Whenever a line in the entries below contains the string "appends", copy that line.
::: Available records
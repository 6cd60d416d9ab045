//! Record stores: append-only insert plus similarity search
//!
//! Two implementations behind one trait: `MemoryRecordStore` keeps records in
//! process memory only (tests, ephemeral runs); `FileRecordStore` wraps it
//! with a JSONL file so records survive restarts. Both guarantee that a
//! search running concurrently with an insert observes either the pre- or
//! post-state, never a partially written record.

use crate::error::{Error, Result};
use crate::memory::record::Record;
use async_trait::async_trait;
use std::collections::HashSet;
use std::path::{Path, PathBuf};
use std::sync::Arc;
use tokio::io::AsyncWriteExt;
use tokio::sync::{Mutex, RwLock};
use uuid::Uuid;

/// A record paired with its similarity score for one search
#[derive(Debug, Clone)]
pub struct ScoredRecord {
    /// The matched record
    pub record: Record,
    /// Similarity of the record's embedding to the query vector
    pub score: f32,
}

/// Storage abstraction for indexed records
#[async_trait]
pub trait RecordStore: Send + Sync {
    /// Insert a record. Append-only; a duplicate id is an integrity violation.
    async fn insert(&self, record: Record) -> Result<()>;

    /// Return up to `limit` records ordered by descending similarity to
    /// `query`. Ties are broken by insertion order. An empty store yields an
    /// empty result; `limit` larger than the store size yields fewer results.
    async fn search(&self, query: &[f32], limit: usize) -> Result<Vec<ScoredRecord>>;

    /// Number of stored records
    async fn count(&self) -> usize;
}

/// Cosine similarity between two vectors.
///
/// Mismatched dimensions or a zero-magnitude vector score 0.0 rather than
/// erroring, so one odd record cannot fail a whole search.
pub fn cosine_similarity(a: &[f32], b: &[f32]) -> f32 {
    if a.len() != b.len() || a.is_empty() {
        return 0.0;
    }
    let mut dot = 0.0f32;
    let mut norm_a = 0.0f32;
    let mut norm_b = 0.0f32;
    for (x, y) in a.iter().zip(b.iter()) {
        dot += x * y;
        norm_a += x * x;
        norm_b += y * y;
    }
    if norm_a == 0.0 || norm_b == 0.0 {
        return 0.0;
    }
    dot / (norm_a.sqrt() * norm_b.sqrt())
}

/// In-memory record store
///
/// Records are kept in insertion order so that the stable sort in `search`
/// breaks similarity ties deterministically.
pub struct MemoryRecordStore {
    inner: Arc<RwLock<StoreInner>>,
}

struct StoreInner {
    records: Vec<Record>,
    ids: HashSet<Uuid>,
}

impl MemoryRecordStore {
    /// Create a new empty store
    pub fn new() -> Self {
        Self {
            inner: Arc::new(RwLock::new(StoreInner {
                records: Vec::new(),
                ids: HashSet::new(),
            })),
        }
    }
}

impl Default for MemoryRecordStore {
    fn default() -> Self {
        Self::new()
    }
}

#[async_trait]
impl RecordStore for MemoryRecordStore {
    async fn insert(&self, record: Record) -> Result<()> {
        let mut inner = self.inner.write().await;
        if !inner.ids.insert(record.id) {
            return Err(Error::Storage(format!("record id collision: {}", record.id)));
        }
        inner.records.push(record);
        Ok(())
    }

    async fn search(&self, query: &[f32], limit: usize) -> Result<Vec<ScoredRecord>> {
        let inner = self.inner.read().await;
        let mut scored: Vec<ScoredRecord> = inner
            .records
            .iter()
            .map(|record| ScoredRecord {
                score: cosine_similarity(query, &record.embedding),
                record: record.clone(),
            })
            .collect();

        // Stable sort over the insertion-ordered list: equal scores keep
        // insertion order.
        scored.sort_by(|a, b| {
            b.score
                .partial_cmp(&a.score)
                .unwrap_or(std::cmp::Ordering::Equal)
        });
        scored.truncate(limit);
        Ok(scored)
    }

    async fn count(&self) -> usize {
        self.inner.read().await.records.len()
    }
}

/// File-backed record store
///
/// Keeps all records in memory for search and appends each insert as one
/// JSON line to `records.jsonl` before the insert returns. On startup the
/// file is replayed; unparseable lines are skipped with a warning so one bad
/// line cannot take the store down.
pub struct FileRecordStore {
    memory: MemoryRecordStore,
    data_path: PathBuf,
    /// Serializes appends so concurrent inserts cannot interleave lines
    append_lock: Mutex<()>,
}

impl FileRecordStore {
    /// Open (or create) a store rooted at `base_dir`
    pub async fn new(base_dir: &Path) -> Result<Self> {
        tokio::fs::create_dir_all(base_dir).await?;
        let data_path = base_dir.join("records.jsonl");

        let store = Self {
            memory: MemoryRecordStore::new(),
            data_path,
            append_lock: Mutex::new(()),
        };
        store.load_from_disk().await?;
        Ok(store)
    }

    /// Replay the JSONL file into memory
    async fn load_from_disk(&self) -> Result<()> {
        if !self.data_path.exists() {
            return Ok(());
        }

        let content = tokio::fs::read_to_string(&self.data_path).await?;
        let mut loaded = 0usize;
        for line in content.lines() {
            if line.trim().is_empty() {
                continue;
            }
            match serde_json::from_str::<Record>(line) {
                Ok(record) => {
                    if let Err(e) = self.memory.insert(record).await {
                        tracing::warn!("Skipping stored record: {}", e);
                    } else {
                        loaded += 1;
                    }
                }
                Err(e) => {
                    tracing::warn!(
                        "Skipping unparseable line in {}: {}",
                        self.data_path.display(),
                        e
                    );
                }
            }
        }

        if loaded > 0 {
            tracing::info!(count = loaded, "Loaded records from {}", self.data_path.display());
        }
        Ok(())
    }

    /// Append one record as a JSON line
    async fn append(&self, record: &Record) -> Result<()> {
        let mut line = serde_json::to_string(record)?;
        line.push('\n');
        let mut file = tokio::fs::OpenOptions::new()
            .create(true)
            .append(true)
            .open(&self.data_path)
            .await?;
        file.write_all(line.as_bytes()).await?;
        Ok(())
    }
}

#[async_trait]
impl RecordStore for FileRecordStore {
    async fn insert(&self, record: Record) -> Result<()> {
        let _guard = self.append_lock.lock().await;
        self.memory.insert(record.clone()).await?;
        self.append(&record).await
    }

    async fn search(&self, query: &[f32], limit: usize) -> Result<Vec<ScoredRecord>> {
        self.memory.search(query, limit).await
    }

    async fn count(&self) -> usize {
        self.memory.count().await
    }
}

#[cfg(test)]
mod tests {
    use super::*;
    use tempfile::TempDir;

    fn record(text: &str, embedding: Vec<f32>, when: &str) -> Record {
        Record::new(text, embedding, when)
    }

    #[test]
    fn test_cosine_similarity() {
        assert!((cosine_similarity(&[1.0, 0.0], &[1.0, 0.0]) - 1.0).abs() < 1e-6);
        assert!((cosine_similarity(&[1.0, 0.0], &[0.0, 1.0])).abs() < 1e-6);
        assert!((cosine_similarity(&[1.0, 0.0], &[-1.0, 0.0]) + 1.0).abs() < 1e-6);
    }

    #[test]
    fn test_cosine_similarity_degenerate_inputs() {
        assert_eq!(cosine_similarity(&[1.0, 0.0], &[1.0]), 0.0);
        assert_eq!(cosine_similarity(&[], &[]), 0.0);
        assert_eq!(cosine_similarity(&[0.0, 0.0], &[1.0, 0.0]), 0.0);
    }

    #[tokio::test]
    async fn test_insert_and_search() {
        let store = MemoryRecordStore::new();
        store
            .insert(record("apples", vec![1.0, 0.0], "2023-06-01 10:00:00"))
            .await
            .unwrap();
        store
            .insert(record("oranges", vec![0.0, 1.0], "2023-06-01 10:01:00"))
            .await
            .unwrap();

        let results = store.search(&[1.0, 0.1], 10).await.unwrap();
        assert_eq!(results.len(), 2);
        assert_eq!(results[0].record.text, "apples");
        assert!(results[0].score > results[1].score);
    }

    #[tokio::test]
    async fn test_search_empty_store() {
        let store = MemoryRecordStore::new();
        let results = store.search(&[1.0, 0.0], 5).await.unwrap();
        assert!(results.is_empty());
    }

    #[tokio::test]
    async fn test_search_limit_larger_than_store() {
        let store = MemoryRecordStore::new();
        store
            .insert(record("only", vec![1.0, 0.0], "2023-06-01 10:00:00"))
            .await
            .unwrap();

        let results = store.search(&[1.0, 0.0], 100).await.unwrap();
        assert_eq!(results.len(), 1);
    }

    #[tokio::test]
    async fn test_search_respects_limit() {
        let store = MemoryRecordStore::new();
        for i in 0..5 {
            store
                .insert(record(
                    &format!("msg-{i}"),
                    vec![1.0, i as f32 * 0.01],
                    "2023-06-01 10:00:00",
                ))
                .await
                .unwrap();
        }

        let results = store.search(&[1.0, 0.0], 3).await.unwrap();
        assert_eq!(results.len(), 3);
    }

    #[tokio::test]
    async fn test_ties_broken_by_insertion_order() {
        let store = MemoryRecordStore::new();
        store
            .insert(record("first", vec![1.0, 0.0], "2023-06-01 10:00:00"))
            .await
            .unwrap();
        store
            .insert(record("second", vec![1.0, 0.0], "2023-06-01 10:01:00"))
            .await
            .unwrap();
        store
            .insert(record("third", vec![1.0, 0.0], "2023-06-01 10:02:00"))
            .await
            .unwrap();

        let results = store.search(&[1.0, 0.0], 10).await.unwrap();
        let texts: Vec<&str> = results.iter().map(|r| r.record.text.as_str()).collect();
        assert_eq!(texts, vec!["first", "second", "third"]);
    }

    #[tokio::test]
    async fn test_duplicate_id_is_storage_fault() {
        let store = MemoryRecordStore::new();
        let rec = record("dup", vec![1.0], "2023-06-01 10:00:00");
        store.insert(rec.clone()).await.unwrap();

        let result = store.insert(rec).await;
        assert!(matches!(result, Err(Error::Storage(_))));
        assert_eq!(store.count().await, 1);
    }

    #[tokio::test]
    async fn test_concurrent_insert_and_search() {
        let store = Arc::new(MemoryRecordStore::new());

        let writer = {
            let store = store.clone();
            tokio::spawn(async move {
                for i in 0..50 {
                    store
                        .insert(Record::new(
                            format!("msg-{i}"),
                            vec![1.0, 0.0, 0.0],
                            "2023-06-01 10:00:00",
                        ))
                        .await
                        .unwrap();
                }
            })
        };

        let reader = {
            let store = store.clone();
            tokio::spawn(async move {
                for _ in 0..50 {
                    let results = store.search(&[1.0, 0.0, 0.0], 100).await.unwrap();
                    // Every observed record is complete: full embedding and
                    // a parseable timestamp.
                    for scored in &results {
                        assert_eq!(scored.record.embedding.len(), 3);
                        assert!(!scored.record.when.is_empty());
                    }
                }
            })
        };

        writer.await.unwrap();
        reader.await.unwrap();
        assert_eq!(store.count().await, 50);
    }

    #[tokio::test]
    async fn test_file_store_round_trip() {
        let dir = TempDir::new().unwrap();

        {
            let store = FileRecordStore::new(dir.path()).await.unwrap();
            store
                .insert(record("persisted", vec![1.0, 0.0], "2023-06-01 10:00:00"))
                .await
                .unwrap();
            assert_eq!(store.count().await, 1);
        }

        // Reopen from the same directory
        let store = FileRecordStore::new(dir.path()).await.unwrap();
        assert_eq!(store.count().await, 1);
        let results = store.search(&[1.0, 0.0], 10).await.unwrap();
        assert_eq!(results[0].record.text, "persisted");
    }

    #[tokio::test]
    async fn test_file_store_skips_corrupt_lines() {
        let dir = TempDir::new().unwrap();
        std::fs::write(dir.path().join("records.jsonl"), "not valid json\n").unwrap();

        let store = FileRecordStore::new(dir.path()).await.unwrap();
        assert_eq!(store.count().await, 0);

        // The store still accepts new inserts after the bad line
        store
            .insert(record("after", vec![1.0], "2023-06-01 10:00:00"))
            .await
            .unwrap();
        assert_eq!(store.count().await, 1);
    }

    #[tokio::test]
    async fn test_file_store_read_your_writes() {
        let dir = TempDir::new().unwrap();
        let store = FileRecordStore::new(dir.path()).await.unwrap();

        store
            .insert(record("fresh", vec![1.0, 0.0], "2023-06-01 10:00:00"))
            .await
            .unwrap();

        let results = store.search(&[1.0, 0.0], 1).await.unwrap();
        assert_eq!(results.len(), 1);
        assert_eq!(results[0].record.text, "fresh");
    }
}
::::::
Result of this task —
/// Keeps all records in memory for search and appends each insert as one
    /// Serializes appends so concurrent inserts cannot interleave lines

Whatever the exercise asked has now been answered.